Legal blunders and the illusion of savings

The allure of AI-generated Wills lies in their perceived affordability. You only need to launch a website and ask the chatbot what you’re after, and you receive what appears to be a fully drafted document without having to speak to anybody physically or hand over any fees.

However, taking “shortcuts” like this can lead to significant financial burdens for your estate down the line.

From giving away assets the Will-maker doesn’t own or using antiquated language that doesn’t have a place in our justice system anymore to incorrectly signing the document—rendering the entire thing invalid—many of the issues with online templates or Do-It-Yourself Wills don’t come to light until the testator has passed away.

Recently, we ran four different prompts through ChatGPT to see what it could come back with; each focused on a different demographic with different needs. Our findings are detailed further below, but here are our main observations from the exercise:

  • ChatGPT’s templates can omit crucial legal clauses or spit out language that lawyers don’t use anymore. The subsequent ambiguity over what you intended can trigger costly court battles after you die, forcing your loved ones to ask the court for clarity.
  • The chatbot can omit key details like guardianship for minor children or fail to account for existing financial obligations, which can create a significant legal mess, costing your estate dearly in legal fees and emotional stress to clear up.
  • AI may not understand the complexities of asset distribution and what makes your family unique, leading to confusion about who inherits what.


The Attwood Marshall Lawyers experiment

Attwood Marshall Lawyers put ChatGPT to the test with various estate planning scenarios, investigating how the tool would respond to specific prompts and highlighting the program’s shortcomings when trying to draft a Will:

Scenario 1: Gifting to charity

Can you write a Will for me with my friend Samantha as an executor giving all my assets to Animal Welfare League?”
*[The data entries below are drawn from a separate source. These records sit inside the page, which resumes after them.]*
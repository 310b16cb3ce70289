//! Command module - Strategy pattern for CLI commands.
//!
//! Each command is a separate module implementing the `CommandExecutor` trait.

mod chat;

pub use chat::ChatCommand;

use anyhow::Result;

/// Trait for command execution - Strategy pattern.
///
/// Each command struct holds its parsed arguments and implements
/// this trait to define its execution logic.
pub trait CommandExecutor {
    /// Executes the command with its parsed arguments.
    fn execute(&self) -> Result<()>;
}
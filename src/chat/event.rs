//! Events the node reports to its presentation layer.

use std::fmt;

/// Something worth showing to the user.
#[derive(Debug, Clone, PartialEq, Eq)]
pub enum ChatEvent {
    /// Status line (joins, departures, errors).
    Status(String),
    /// Decrypted chat line.
    Message {
        /// Sender's display name.
        from: String,
        /// Plaintext.
        text: String,
    },
    /// A ring round finished locally and chat is available.
    KeyEstablished {
        /// Members sharing the key, this node included.
        ring_size: usize,
    },
}

impl ChatEvent {
    pub(crate) fn status(text: impl Into<String>) -> Self {
        Self::Status(text.into())
    }
}

impl fmt::Display for ChatEvent {
    fn fmt(&self, f: &mut fmt::Formatter<'_>) -> fmt::Result {
        match self {
            ChatEvent::Status(text) => write!(f, "{}", text),
            ChatEvent::Message { from, text } => write!(f, "{}: {}", from, text),
            ChatEvent::KeyEstablished { ring_size } => {
                write!(f, "Group key established with {} members", ring_size)
            }
        }
    }
}
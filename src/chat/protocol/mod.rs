//! Chat protocol types.
//!
//! Six commands drive the whole system:
//!
//! - **Join handshake**: `list peers`, `here are the peers`,
//!   `add to me to peers list`, `ok you're in`
//! - **Ring key agreement**: `calculate dh`
//! - **Payload**: `chat message`

mod command;

pub use command::{Command, PeerInfo, RingStep};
In this scenario, ChatGPT’s draft Will did set out several clauses appointing Samantha as the executor of the Will, and providing the option to name an alternative executor if Samantha was unable or unwilling to act as executor. However, ChatGPT failed to address other crucial details, such as the testator’s burial wishes, which can be a huge source of contention among families if the deceased’s wishes are unknown. This uncertainty can sometimes lead to expensive litigation [link to the previous blog] and unnecessary family conflict.

AI tools can only provide an answer based on the specific information and prompt that it is fed. If the user has not considered all the legal aspects they need to cover and include in their Will, the chatbot will not ensure you have ticked off all the necessary requirements.
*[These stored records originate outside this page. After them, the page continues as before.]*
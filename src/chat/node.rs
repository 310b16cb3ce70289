//! A running chat node.
//!
//! [`ChatNode`] owns the listener, the membership directory and every peer
//! link. Incoming records are dispatched by [`ChatNode::handle`]; state is
//! updated under the directory lock and the resulting sends happen after the
//! lock is released.

use std::sync::atomic::{AtomicU64, Ordering};
use std::sync::Arc;

use base64::{engine::general_purpose::STANDARD as BASE64, Engine};
use sha2::{Digest, Sha256};
use tokio::sync::{mpsc, Mutex};
use tokio_util::sync::CancellationToken;
use tracing::{debug, info, warn};

use crate::chat::config::NodeConfig;
use crate::chat::directory::MembershipDirectory;
use crate::chat::error::ChatError;
use crate::chat::event::ChatEvent;
use crate::chat::nickname::nickname_for_address;
use crate::chat::peer::PeerLink;
use crate::chat::protocol::{Command, PeerInfo, RingStep};
use crate::chat::ring::{self, Dispatch};
use crate::chat::transport::{TcpConnection, TcpListener};

/// Point-in-time view of a node's ring state.
#[derive(Debug, Clone, PartialEq, Eq)]
pub struct RingSnapshot {
    /// This node's ring index.
    pub own_index: Option<usize>,
    /// Every member, this node included, ordered by index.
    pub members: Vec<PeerInfo>,
    /// Short SHA-256 fingerprint of the group secret, if one is established.
    pub key_fingerprint: Option<String>,
}

struct NodeInner {
    config: NodeConfig,
    listen_addr: String,
    directory: Mutex<MembershipDirectory<PeerLink>>,
    events: mpsc::UnboundedSender<ChatEvent>,
    shutdown: CancellationToken,
    next_link_id: AtomicU64,
}

/// Handle to a running node. Clones share the same node.
#[derive(Clone)]
pub struct ChatNode {
    inner: Arc<NodeInner>,
}

impl ChatNode {
    /// Bind the listener and start accepting peer links.
    ///
    /// Returns the node and the stream of events for the presentation layer.
    pub async fn start(
        config: NodeConfig,
    ) -> Result<(Self, mpsc::UnboundedReceiver<ChatEvent>), ChatError> {
        config.validate()?;
        let listener = TcpListener::bind(config.listen_addr.as_str(), config.max_record_len).await?;
        let listen_addr = listener.local_addr()?.to_string();
        let (events, receiver) = mpsc::unbounded_channel();

        let node = Self {
            inner: Arc::new(NodeInner {
                config,
                listen_addr,
                directory: Mutex::new(MembershipDirectory::new()),
                events,
                shutdown: CancellationToken::new(),
                next_link_id: AtomicU64::new(0),
            }),
        };

        info!(listen_addr = %node.listen_addr(), "node listening");
        node.emit(ChatEvent::status(format!(
            "You are {}",
            nickname_for_address(node.listen_addr())
        )));
        node.emit(ChatEvent::status("Please enter address of a peer..."));

        tokio::spawn(node.clone().accept_loop(listener));
        Ok((node, receiver))
    }

    /// Address this node listens on and advertises to peers.
    pub fn listen_addr(&self) -> &str {
        &self.inner.listen_addr
    }

    /// Dial a member of an existing ring and ask to join it.
    ///
    /// A node that already has a ring index only opens the link.
    pub async fn connect(&self, address: &str) -> Result<(), ChatError> {
        let link = self.open_link(address).await?;
        if self.inner.directory.lock().await.own_index().is_none() {
            link.send(&Command::ListPeers).await?;
        }
        Ok(())
    }

    /// Encrypt `text` under the group secret and send it to every member.
    ///
    /// Does nothing until a group secret is established.
    pub async fn send_message(&self, text: &str) -> Result<(), ChatError> {
        let (ciphertext, links) = {
            let directory = self.inner.directory.lock().await;
            let (Some(secret), Some(_)) = (directory.group_secret(), directory.own_index()) else {
                debug!("no group secret yet, message not sent");
                return Ok(());
            };
            let links: Vec<PeerLink> = directory.links().cloned().collect();
            (secret.encrypt(text.as_bytes())?, links)
        };

        let payload = Command::ChatPayload {
            base64_message: BASE64.encode(ciphertext),
        };
        for link in &links {
            if let Err(e) = link.send(&payload).await {
                warn!(link = link.id(), error = %e, "failed to deliver chat payload");
            }
        }

        self.emit(ChatEvent::Message {
            from: "You".to_string(),
            text: text.to_string(),
        });
        Ok(())
    }

    /// Start a fresh ring round from this node.
    pub async fn rekey(&self) -> Result<(), ChatError> {
        let dispatch = {
            let mut directory = self.inner.directory.lock().await;
            if directory.own_index().is_none() {
                self.emit(ChatEvent::status("Not connected to a ring"));
                return Ok(());
            }
            if directory.ring_size() < 2 {
                self.emit(ChatEvent::status("Nobody to agree a key with"));
                return Ok(());
            }
            ring::start_round(
                &mut *directory,
                self.inner.config.prime_bits,
                self.inner.config.primality_rounds,
            )?
        };
        self.dispatch(dispatch).await
    }

    /// Current ring state.
    pub async fn snapshot(&self) -> RingSnapshot {
        let directory = self.inner.directory.lock().await;
        RingSnapshot {
            own_index: directory.own_index(),
            members: directory.roster(self.listen_addr()),
            key_fingerprint: directory.group_secret().map(|secret| {
                let digest = Sha256::digest(secret.value().to_bytes_be());
                digest[..8].iter().map(|b| format!("{:02x}", b)).collect()
            }),
        }
    }

    /// Stop accepting and close every link.
    pub fn shutdown(&self) {
        info!("shutting down node");
        self.inner.shutdown.cancel();
    }

    /// Handle one record received on `link`.
    pub(crate) async fn handle(&self, link: &PeerLink, command: Command) -> Result<(), ChatError> {
        match command {
            Command::ListPeers => self.on_list_peers(link).await,
            Command::HereAreThePeers {
                peers,
                your_index,
                my_index,
            } => self.on_peer_list(link, peers, your_index, my_index).await,
            Command::JoinRequest {
                my_index,
                my_ip_address,
            } => self.on_join_request(link, my_index, my_ip_address).await,
            Command::JoinAccepted { my_index } => self.on_join_accepted(link, my_index).await,
            Command::RingStep(step) => self.on_ring_step(step).await,
            Command::ChatPayload { base64_message } => {
                self.on_chat_payload(link, &base64_message).await
            }
        }
    }

    /// Departure handling after a link's receive loop ended.
    pub(crate) async fn on_link_closed(&self, link: &PeerLink) {
        let removed = self.inner.directory.lock().await.remove_link(link);
        if let Some(slot) = removed {
            info!(index = slot.index, address = %slot.address, "member left");
            self.emit(ChatEvent::status(format!(
                "{} left the conversation",
                nickname_for_address(&slot.address)
            )));
        }
    }

    async fn on_list_peers(&self, link: &PeerLink) -> Result<(), ChatError> {
        let reply = {
            let mut directory = self.inner.directory.lock().await;
            let my_index = directory.bootstrap();
            Command::HereAreThePeers {
                peers: directory.roster(self.listen_addr()),
                your_index: directory.ring_size(),
                my_index,
            }
        };
        link.send(&reply).await
    }

    async fn on_peer_list(
        &self,
        link: &PeerLink,
        peers: Vec<PeerInfo>,
        your_index: usize,
        my_index: usize,
    ) -> Result<(), ChatError> {
        if peers.iter().any(|peer| peer.index == your_index) {
            return Err(ChatError::protocol(format!(
                "proposed index {} is already taken",
                your_index
            )));
        }
        {
            let mut directory = self.inner.directory.lock().await;
            if directory.own_index().is_some() {
                return Err(ChatError::protocol("peer list received after joining"));
            }
            directory.set_own_index(your_index);
        }
        info!(own_index = your_index, members = peers.len(), "joining ring");

        let request = Command::JoinRequest {
            my_index: your_index,
            my_ip_address: self.listen_addr().to_string(),
        };
        for peer in &peers {
            let target = if peer.index == my_index {
                link.clone()
            } else {
                self.open_link(&peer.ip_address).await?
            };
            self.inner
                .directory
                .lock()
                .await
                .await_acceptance(target.clone(), peer.ip_address.clone());
            target.send(&request).await?;
        }

        let names: Vec<String> = peers
            .iter()
            .map(|peer| nickname_for_address(&peer.ip_address))
            .collect();
        self.emit(ChatEvent::status(format!(
            "You connected to {}",
            names.join(", ")
        )));
        Ok(())
    }

    async fn on_join_request(
        &self,
        link: &PeerLink,
        index: usize,
        address: String,
    ) -> Result<(), ChatError> {
        let reply = {
            let mut directory = self.inner.directory.lock().await;
            let own = directory
                .own_index()
                .ok_or_else(|| ChatError::protocol("join request received before having an index"))?;
            directory.admit(index, address.clone(), link.clone());
            Command::JoinAccepted { my_index: own }
        };
        link.send(&reply).await?;

        info!(index, address = %address, "member joined");
        self.emit(ChatEvent::status(format!(
            "{} has joined the chat",
            nickname_for_address(&address)
        )));
        Ok(())
    }

    async fn on_join_accepted(&self, link: &PeerLink, index: usize) -> Result<(), ChatError> {
        let dispatch = {
            let mut directory = self.inner.directory.lock().await;
            if !directory.accept_pending(link, index) {
                return Err(ChatError::protocol("join accepted on a link with no pending join"));
            }
            if directory.is_fully_connected() {
                ring::start_round(
                    &mut *directory,
                    self.inner.config.prime_bits,
                    self.inner.config.primality_rounds,
                )?
            } else {
                Dispatch::Idle
            }
        };
        self.dispatch(dispatch).await
    }

    async fn on_ring_step(&self, step: RingStep) -> Result<(), ChatError> {
        let (outcome, ring_size) = {
            let mut directory = self.inner.directory.lock().await;
            let outcome = ring::advance(&mut *directory, step)?;
            (outcome, directory.ring_size())
        };
        if outcome.established {
            info!(ring_size, "group key established");
            self.emit(ChatEvent::KeyEstablished { ring_size });
        }
        self.dispatch(outcome.dispatch).await
    }

    async fn on_chat_payload(&self, link: &PeerLink, base64_message: &str) -> Result<(), ChatError> {
        let (secret, sender) = {
            let directory = self.inner.directory.lock().await;
            let sender = directory
                .slots()
                .iter()
                .find(|slot| &slot.link == link)
                .map(|slot| slot.address.clone())
                .unwrap_or_else(|| link.remote_addr().to_string());
            (directory.group_secret().cloned(), sender)
        };
        let Some(secret) = secret else {
            debug!(link = link.id(), "chat payload before key agreement, dropped");
            return Ok(());
        };

        let ciphertext = BASE64
            .decode(base64_message)
            .map_err(|e| ChatError::protocol(format!("invalid base64 payload: {}", e)))?;
        match secret.decrypt(&ciphertext) {
            Ok(plaintext) => self.emit(ChatEvent::Message {
                from: nickname_for_address(&sender),
                text: String::from_utf8_lossy(&plaintext).into_owned(),
            }),
            Err(e) => warn!(link = link.id(), error = %e, "undecryptable chat payload dropped"),
        }
        Ok(())
    }

    async fn dispatch(&self, dispatch: Dispatch<PeerLink>) -> Result<(), ChatError> {
        match dispatch {
            Dispatch::Send(outgoing) => outgoing.link.send(&outgoing.command).await,
            Dispatch::Stalled { successor } => {
                warn!(successor, "no link to ring successor, round stalled");
                Ok(())
            }
            Dispatch::Idle => Ok(()),
        }
    }

    async fn open_link(&self, address: &str) -> Result<PeerLink, ChatError> {
        let connection = TcpConnection::connect(address, self.inner.config.max_record_len).await?;
        debug!(address, "dialed peer");
        Ok(self.attach(connection, address.to_string()))
    }

    fn attach(&self, connection: TcpConnection, remote_addr: String) -> PeerLink {
        let id = self.inner.next_link_id.fetch_add(1, Ordering::Relaxed);
        let (receiver, sender) = connection.into_split();
        let link = PeerLink::new(id, remote_addr, Box::new(sender));
        tokio::spawn(link.clone().serve(
            Box::new(receiver),
            self.clone(),
            self.inner.shutdown.child_token(),
        ));
        link
    }

    async fn accept_loop(self, listener: TcpListener) {
        loop {
            let accepted = tokio::select! {
                _ = self.inner.shutdown.cancelled() => break,
                accepted = listener.accept() => accepted,
            };
            match accepted {
                Ok(connection) => {
                    let remote = connection.peer_addr().to_string();
                    debug!(remote = %remote, "accepted peer link");
                    self.attach(connection, remote);
                }
                Err(e) => warn!(error = %e, "accept failed"),
            }
        }
        debug!("accept loop stopped");
    }

    fn emit(&self, event: ChatEvent) {
        if self.inner.events.send(event).is_err() {
            debug!("event receiver dropped");
        }
    }
}

#[cfg(test)]
mod tests {
    use super::*;

    fn test_config() -> NodeConfig {
        NodeConfig::new("127.0.0.1:0").with_prime_bits(48)
    }

    #[tokio::test]
    async fn test_start_reports_identity() {
        let (node, mut events) = ChatNode::start(test_config()).await.unwrap();
        assert!(!node.listen_addr().ends_with(":0"));

        let first = events.recv().await.unwrap();
        assert_eq!(
            first,
            ChatEvent::status(format!("You are {}", nickname_for_address(node.listen_addr())))
        );
        node.shutdown();
    }

    #[tokio::test]
    async fn test_unjoined_node_does_not_send() {
        let (node, _events) = ChatNode::start(test_config()).await.unwrap();
        node.send_message("hello").await.unwrap();

        let snapshot = node.snapshot().await;
        assert_eq!(snapshot.own_index, None);
        assert!(snapshot.members.is_empty());
        assert_eq!(snapshot.key_fingerprint, None);
        node.shutdown();
    }

    #[tokio::test]
    async fn test_rejects_invalid_config() {
        let config = NodeConfig::new("127.0.0.1:0").with_prime_bits(4);
        assert!(matches!(ChatNode::start(config).await, Err(ChatError::Config(_))));
    }
}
In this test, ChatGPT also failed to include crucial information on the testator’s wishes to gift her assets to charities. Extra legal requirements must be considered here and carefully discussed with an expert. In addition, the template that ChatGPT provided did not leave room for provisions covering the event of the chosen charity closing or going under. Without instructions on this issue, an executor would need to go to court for an answer on how the assets should be distributed, which can be costly.

Scenario 2: Mum and Dad’s Will

I want to write a Will for myself and my wife appointing each other as executors and we give devise and bequeath our estate to each other then our two children A and B.”

The first glaring issue we spotted with ChatGPT’s response to this prompt was that it crafted a template for a “joint” or “mutual” Will, which most estate planning lawyers would advise against.

Mutual Wills are contractual, where the agreement binds both parties so they cannot change the Will after the other dies. These types of Wills can create complex legal issues. There are other estate planning options and Will structures which may be more appropriate for most married couples.

The language used by ChatGPT was also outdated and could very easily be misinterpreted.

Scenario 3: Blended Family

Write a will for me in Queensland leaving all my assets to my current wife Karen. I do not want my ex-wife Samantha getting any of my assets. I also want to leave a small gift for my children A and B that were born during my marriage with Samantha. I then want to leave my CBA account to my children D and C when they reach 18 years old.”

The AI-generated Will contained duplicate gifts (giving the same gift twice to different beneficiaries) and didn’t go into sufficient detail about how a trust should be set up if both parents died while the children from the second marriage were still minors.

The phrasing and structure of the Will also had construction issues, raising uncertainties that only a court could solve.

Blended families present unique challenges in estate planning, and only a lawyer can ensure your Will clearly outlines your wishes for all your children, avoiding duplication and confusion.

Scenario 4: Testamentary Trust

Write a Will for me, leaving all of my assets to my wife and then our children A and B, including a testamentary trust.”

While ChatGPT mentioned a trust in its response, it lacked the necessary details for the instructions to be functional.

Like in scenario 2, this prompt also did not generate a ChatGPT warning or disclaimer about the importance of engaging a qualified lawyer in the user’s country.

The template the platform did produce was rife with ambiguities and construction issues. When discussing beneficiaries, the template also repeatedly used the phrase “absolutely and in fee simple.” It was an odd inclusion that raised our eyebrows, as fee simple applies to an interest or ownership of land and wouldn’t make sense to include in all situations.

ChatGPT: a case study in caution

There is no substitute for getting professional advice on estate planning to ensure your most basic legal affairs are in order and your family is protected long after you are gone. You should not take estate planning and the drafting of your Will lightly.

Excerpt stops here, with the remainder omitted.